After being recognized as the overall winners in IGVC 2017, the team decided to step up the game and started working on an actual car for the Mahindra RISE Challenge. The Challenge envisaged developing a working unit of a ‘driverless car’ for Indian conditions under an intra-city situation on paved roads. As a part of the competition, the team launched India's first successful prototype of a driverless car. The team received a Mahindra E2o model to test its driverless car technology which was given to the top 11 teams out of 259.
The team has been divided into various subsystems, keeping in mind the various requirements of the project. These include Controls, Path Planning, Mechanical Design, Parking, Computer Vision, Sensors, Object Detection, and Depth Estimation.
The mechanical subsystem includes making modifications to the car design to cater to the various requirements to make the car autonomous. This includes effectively designing mounts for various sensors, keeping in mind the weight reduction and proper placing of the sensors.
Environmental perception includes the task of observing and understanding the environment of the ego vehicle. This includes the tasks of semantic segmentation (to classify and detect roads, lanes, streets, traffic lights, etc.), depth estimation (to be able to make decisions about the car movement), and obstacle avoidance (to be able to ensure safe driving). We have used various Image Processing and Machine Learning techniques to tackle these issues. Currently, we are working on a Multi-task Learning model to be able to achieve the depth and the obstacle avoidance information simultaneously. We also have a dedicated subsystem which aims at the detection of parking areas for executing the parking manoeuvre. After detecting the obstacles present in the surrounding, an essential task is to predict the position of the vehicle in the detected environment accurately which is done using various sensors mounted on the vehicle. The motion and velocity planning is done taking all of this into account to take optimum and safe decisions, also ensuring a smooth drive!
The stereo camera, the Lidars, and the radars are used to detect the vehicle surroundings such as the road, various traffic signs, static and dynamic objects, etc. The path planning subsystem takes the detected path and generates a practical path for motion. We are currently implementing path planning algorithms like RRT* and A*. We are also in the process of exploring Reinforcement Learning based Path Planning to do the same. We are currently working on the Non-Linear Model Predictive Control with Linear-Quadratic Regulator (LQR) as a cost function for motion planning. Under the control subsystem, we predict optimized motion for the car based on the path predicted by the path planner.
Right now, the team is working remotely to develop the various aspects of the car, including Controls, Motion Planning, Perception, and Localisation. The developed software will be tested as soon as we will be able to resume offline work.
IGVC is an annual international robotics competition for teams of undergraduate and graduate students co-sponsored by Association for Unmanned Vehicle Systems International (AUVSI). The competition demands a fully autonomous unmanned ground robotic vehicle capable of negotiating around an outdoor obstacle course under a prescribed time under certain speed constraints, remaining within the lane, negotiating flags, and avoiding the obstacles on the course.

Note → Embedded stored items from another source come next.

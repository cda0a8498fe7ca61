//! Crate-level tests driving the dispatcher, protocols and transport together.

mod support;
//! Error taxonomy surfaced by the correlation core.

use std::fmt;
use std::io;
use std::sync::Arc;

use thiserror::Error;

use crate::msg::{BleUuid, MsgBase, MsgOp, MsgType};

/// Which side of an exchange carried a failing status.
#[derive(Debug, Clone, Copy, PartialEq, Eq)]
pub enum Direction {
    /// Acknowledgement of a request.
    Response,
    /// Unsolicited or streamed event.
    Event,
}

impl fmt::Display for Direction {
    fn fmt(&self, formatter: &mut fmt::Formatter<'_>) -> fmt::Result {
        let label = match self {
            Self::Response => "response",
            Self::Event => "event",
        };
        formatter.write_str(label)
    }
}

/// Failures raised by the byte transport to the bridge.
#[derive(Debug, Error)]
pub enum TransportError {
    /// I/O error during read or write.
    #[error("I/O error: {0}")]
    Io(#[from] io::Error),

    /// Missing Content-Length header.
    #[error("missing Content-Length header")]
    MissingContentLength,

    /// Invalid header format.
    #[error("invalid header format")]
    InvalidHeader,

    /// The bridge executable could not be started.
    #[error("failed to start bridge {command}: {source}")]
    Spawn {
        /// Command that was run.
        command: String,
        /// Underlying I/O failure.
        #[source]
        source: io::Error,
    },

    /// The bridge link has not been started or was already stopped.
    #[error("bridge link is not running")]
    NotRunning,
}

/// Errors returned by dispatcher registration and blocking operations.
///
/// The type is cheap to clone so one failure can be handed to every waiter
/// blocked on a broken link.
#[derive(Debug, Clone, Error)]
pub enum BleError {
    /// An inbound record could not be decoded.
    #[error("malformed BLE record: {source}")]
    Decode {
        /// Underlying JSON error.
        #[source]
        source: Arc<serde_json::Error>,
    },

    /// The header named an op/type pair with no known record body.
    #[error("unrecognised op+type pair: {op}, {ty}")]
    UnrecognisedPair {
        /// Op carried by the record.
        op: MsgOp,
        /// Type carried by the record.
        ty: MsgType,
    },

    /// A listener already covers part of the requested identity.
    #[error("duplicate BLE listener; old={existing} new={requested}")]
    RegistrationConflict {
        /// Identity of the registration that overlaps.
        existing: MsgBase,
        /// Identity that was rejected.
        requested: MsgBase,
    },

    /// A sequence-keyed identity also named concrete class fields.
    #[error("invalid listener identity {identity}; concrete seq with non-wild fields")]
    InvalidIdentity {
        /// Rejected identity.
        identity: MsgBase,
    },

    /// A request could not be serialised.
    #[error("failed to encode BLE request: {source}")]
    Encode {
        /// Underlying JSON error.
        #[source]
        source: Arc<serde_json::Error>,
    },

    /// Transmitting a request failed.
    #[error("transport error: {source}")]
    Transport {
        /// Underlying transport failure.
        #[source]
        source: Arc<TransportError>,
    },

    /// The link to the bridge failed or closed after requests were sent.
    #[error("BLE link failure: {reason}")]
    Link {
        /// Description of the failure.
        reason: String,
    },

    /// A correlated record carried a host-stack error status.
    #[error("BLE {direction} {ty} failed with status {status}")]
    Status {
        /// Record direction.
        direction: Direction,
        /// Command or event type.
        ty: MsgType,
        /// Host-stack status code.
        status: i32,
    },

    /// No terminal record arrived in time.
    #[error("timed out waiting for BLE {ty}")]
    Timeout {
        /// Command that timed out.
        ty: MsgType,
    },

    /// Service discovery completed without finding the requested service.
    #[error("peer doesn't support required service: {uuid} (status {status})")]
    ServiceUnsupported {
        /// Service that was searched for.
        uuid: BleUuid,
        /// Completion status reported by the host.
        status: i32,
    },

    /// The wait was cancelled through the listener's abort signal.
    #[error("BLE {ty} aborted")]
    Aborted {
        /// Command that was aborted.
        ty: MsgType,
    },

    /// The connection-result indicator was dropped before reporting.
    #[error("connection attempt abandoned before a result was reported")]
    ConnectAbandoned,
}

impl BleError {
    /// Builds a status error.
    #[must_use]
    pub fn status(direction: Direction, ty: MsgType, status: i32) -> Self {
        Self::Status {
            direction,
            ty,
            status,
        }
    }

    /// Builds a timeout error tagged with the issuing command.
    #[must_use]
    pub fn timeout(ty: MsgType) -> Self {
        Self::Timeout { ty }
    }

    /// Builds a link failure.
    #[must_use]
    pub fn link(reason: impl Into<String>) -> Self {
        Self::Link {
            reason: reason.into(),
        }
    }

    pub(crate) fn decode(source: serde_json::Error) -> Self {
        Self::Decode {
            source: Arc::new(source),
        }
    }

    pub(crate) fn encode(source: serde_json::Error) -> Self {
        Self::Encode {
            source: Arc::new(source),
        }
    }

    /// Whether the error was produced by an elapsed response timeout.
    #[must_use]
    pub fn is_timeout(&self) -> bool {
        matches!(self, Self::Timeout { .. })
    }
}

impl From<TransportError> for BleError {
    fn from(source: TransportError) -> Self {
        Self::Transport {
            source: Arc::new(source),
        }
    }
}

The team was subdivided into subsystems, keeping in mind the mechanical, electrical, and software aspects. The mechanical subsystem focussed on design aspects of the prototype, keeping in mind the modularity, stability, compactness, and sensor requirements. The electrical subsystem ensured proper electromagnetic wire shielding and requirements for mounting the onboard PC. The software aspects included colour channel extraction, high-speed motion planning, and integrated ROS implementations for efficient utilization of the system. This included perception for lanes, localization using GPS and IMU, and navigation. Initially, simulations were carried out on Gazebo before testing the software on the actual prototype.
The team globally stood fourth in the basic and fifth in the advanced Auto-Nav challenge in 2016. Improvising on the various aspects of the prototype, next year, the team emerged as the overall winners in IGVC 2017 in the pool of 29 participating teams from 5 different countries, securing first place in the Autonomous Navigation Challenge, second place in the Design Challenge, second place in the Interoperability Profiles Challenge. This has been one of the best performances by any Asian team in this competition to date.